Question

Problem 7-05
Nonconstant Growth Valuation

A company currently pays a dividend of $3.5 per share (D₀ = $3.5). It is estimated that the company's dividend will grow at a rate of 19% per year for the next 2 years, and then at a constant rate of 5% thereafter. The company's stock has a beta of 1.2, the risk-free rate is 5%, and the market risk premium is 4%. What is your estimate of the stock's current price? Do not round intermediate calculations.

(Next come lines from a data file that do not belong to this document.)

//! `sleep`: wait a number of milliseconds

use async_trait::async_trait;
use std::time::Duration;

use crate::common::{Error, Result};
use crate::engine::capability::{required_param, Capability, CapabilityContext, CapabilityOutput};
use crate::scenario::Params;

pub struct SleepCapability;

#[async_trait]
impl Capability for SleepCapability {
    fn kind(&self) -> &str {
        "sleep"
    }

    fn required_params(&self) -> &[&'static str] {
        &["ms"]
    }

    async fn invoke(
        &self,
        params: &Params,
        ctx: &CapabilityContext<'_>,
    ) -> Result<CapabilityOutput> {
        let raw = required_param(params, self.kind(), "ms")?.trim();
        let ms: u64 = raw
            .parse()
            .map_err(|_| Error::capability(self.kind(), format!("invalid duration '{}' ms", raw)))?;

        tokio::select! {
            _ = tokio::time::sleep(Duration::from_millis(ms)) => {}
            _ = ctx.cancel.cancelled() => return Err(Error::Cancelled),
        }

        Ok(CapabilityOutput::new(format!("slept {} ms", ms)))
    }
}
//! Scenario runner
//!
//! Drives a run through `Idle -> Loading -> Executing -> Completed`, or
//! `Aborted` when the continuation policy or a cancel request stops it early.
//! A run always produces a [`RunResult`]; load failures become a single
//! synthetic Error outcome.

use std::collections::BTreeMap;
use std::path::{Path, PathBuf};
use std::sync::Arc;

use tokio::task::JoinSet;

use crate::common::config::{Config, RunnerConfig};
use crate::common::Error;
use crate::properties::PropertySet;
use crate::scenario::{self, Scenario};

use super::cancel::CancelToken;
use super::capability::{Capability, CapabilityRegistry};
use super::executor::StepExecutor;
use super::outcome::{RunResult, RunState, Status, StepOutcome};

/// Runs scenarios from one workspace against one set of file properties
#[derive(Debug, Clone)]
pub struct ScenarioRunner {
    workspace: PathBuf,
    properties: BTreeMap<String, String>,
    registry: CapabilityRegistry,
    policy: RunnerConfig,
    default_timeout: std::time::Duration,
}

impl ScenarioRunner {
    /// Create a runner with the built-in capabilities
    pub fn new(
        workspace: impl Into<PathBuf>,
        properties: BTreeMap<String, String>,
        config: &Config,
    ) -> crate::common::Result<Self> {
        Ok(Self {
            workspace: workspace.into(),
            properties,
            registry: CapabilityRegistry::with_builtins(config)?,
            policy: config.runner,
            default_timeout: config.timeouts.step_default(),
        })
    }

    /// Replace the capability registry
    pub fn with_registry(mut self, registry: CapabilityRegistry) -> Self {
        self.registry = registry;
        self
    }

    /// Add or replace a single capability
    pub fn register(mut self, capability: Arc<dyn Capability>) -> Self {
        self.registry.register(capability);
        self
    }

    /// Override the continuation policy
    pub fn with_policy(mut self, policy: RunnerConfig) -> Self {
        self.policy = policy;
        self
    }

    pub fn workspace(&self) -> &Path {
        &self.workspace
    }

    pub fn registry(&self) -> &CapabilityRegistry {
        &self.registry
    }

    /// Load and run the scenario at `path`, relative to the workspace
    pub async fn run(&self, path: &Path) -> RunResult {
        self.run_with_cancel(path, &CancelToken::new()).await
    }

    /// Load and run the scenario at `path`, stopping early if `cancel` fires
    pub async fn run_with_cancel(&self, path: &Path, cancel: &CancelToken) -> RunResult {
        let mut state = RunState::Idle;
        transition(&mut state, RunState::Loading, path);

        let scenario = match scenario::load(path, &self.workspace, &self.registry) {
            Ok(scenario) => Arc::new(scenario),
            Err(e) => {
                tracing::error!(path = %path.display(), error = %e, "Failed to load scenario");
                transition(&mut state, RunState::Completed, path);
                return RunResult::failed_before_run(path.to_path_buf(), "load", &e);
            }
        };

        self.execute(scenario, state, cancel).await
    }

    /// Run an already loaded scenario
    ///
    /// The scenario is not modified, so it can be re-run with other properties.
    pub async fn run_scenario(&self, scenario: Arc<Scenario>, cancel: &CancelToken) -> RunResult {
        self.execute(scenario, RunState::Loading, cancel).await
    }

    /// Run several scenarios concurrently, returning results in input order
    ///
    /// Each run owns its own property set; nothing mutable is shared.
    pub async fn run_batch(&self, paths: &[PathBuf], cancel: &CancelToken) -> Vec<RunResult> {
        let mut tasks = JoinSet::new();
        for (position, path) in paths.iter().enumerate() {
            let runner = self.clone();
            let path = path.clone();
            let cancel = cancel.clone();
            tasks.spawn(async move { (position, runner.run_with_cancel(&path, &cancel).await) });
        }

        let mut slots: Vec<Option<RunResult>> = vec![None; paths.len()];
        while let Some(joined) = tasks.join_next().await {
            match joined {
                Ok((position, result)) => slots[position] = Some(result),
                Err(e) => tracing::error!(error = %e, "Scenario task failed"),
            }
        }

        slots
            .into_iter()
            .zip(paths)
            .map(|(slot, path)| {
                slot.unwrap_or_else(|| {
                    RunResult::failed_before_run(
                        path.clone(),
                        "run",
                        &Error::Internal("scenario task did not complete".to_string()),
                    )
                })
            })
            .collect()
    }

    async fn execute(
        &self,
        scenario: Arc<Scenario>,
        mut state: RunState,
        cancel: &CancelToken,
    ) -> RunResult {
        transition(&mut state, RunState::Executing, &scenario.source);

        let executor = StepExecutor::new(
            Arc::new(self.registry.clone()),
            self.workspace.clone(),
            self.default_timeout,
        );
        let mut properties = PropertySet::new(self.properties.clone());
        let mut outcomes: Vec<StepOutcome> = Vec::with_capacity(scenario.steps.len());
        let mut abort_reason = None;

        for step in &scenario.steps {
            if cancel.is_cancelled() {
                abort_reason = Some("cancelled".to_string());
                break;
            }

            tracing::info!(step = step.index, kind = step.kind(), "Running step");
            let outcome = executor.execute(step, &properties, cancel).await;
            tracing::info!(
                step = step.index,
                status = %outcome.status,
                elapsed_ms = outcome.elapsed.as_millis() as u64,
                "Step finished"
            );

            for (key, value) in &outcome.exports {
                tracing::debug!(step = step.index, key = %key, "Exporting property");
                properties.export(key.clone(), value.clone());
            }

            let stop = self.stop_reason(&outcome);
            outcomes.push(outcome);
            if let Some(reason) = stop {
                abort_reason = Some(reason);
                break;
            }
        }

        let final_state = if abort_reason.is_some() {
            RunState::Aborted
        } else {
            RunState::Completed
        };
        if let Some(reason) = &abort_reason {
            tracing::warn!(
                scenario = %scenario.name,
                executed = outcomes.len(),
                total = scenario.steps.len(),
                reason = %reason,
                "Run aborted"
            );
        }
        transition(&mut state, final_state, &scenario.source);

        RunResult::new(scenario, outcomes, final_state, abort_reason)
    }

    /// Reason to stop after `outcome`, if the policy says so
    fn stop_reason(&self, outcome: &StepOutcome) -> Option<String> {
        match outcome.status {
            Status::Error if outcome.code == Some(Error::Cancelled.code()) => {
                Some("cancelled".to_string())
            }
            Status::Error if self.policy.abort_on_error => {
                Some(format!("step {} reported ERROR", outcome.index))
            }
            Status::Fail if self.policy.abort_on_fail => {
                Some(format!("step {} reported FAIL", outcome.index))
            }
            _ => None,
        }
    }
}

fn transition(state: &mut RunState, next: RunState, source: &Path) {
    tracing::debug!(from = %state, to = %next, source = %source.display(), "Run state");
    *state = next;
}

Round your answer to the nearest cent.

$

Answer 1

Use the capital asset pricing model (CAPM) to find the required
return of the stock.
Under the Capital Asset pricing model
Rs = Rf + Beta*(Rm-Rf)
Rs is the required return on the stock
Beta	1.2
Rf is the risk-free rate that is 5%.
(Rm - Rf)	4%
where Rm is the expected return on the market.
Rs = .05 + 1.2*(.04)
Rs = .05 + .048
Rs = .098
The required return on the stock is 9.8%.

D0	3.5
For the first two years
g1	0.19
D1	4.165
D2	4.95635
After that
g2	0.05
D3	5.2041675
D4	5.464375875
Find the price of the stock in year 3
According to the dividend growth model.
P3 = D4/(R-g2)
where R is .098
P3	113.8411641
The value of the stock today = sum of present value of future cash flows.
Cash flow in year 3 (P3+D3)	119.0453316
Using R = .098
Year	1	2	3
Cash flow	4.165	4.95635	119.0453
Present value	3.79	4.11	89.93
sum of present values	97.83
The current price of the stock is $97.8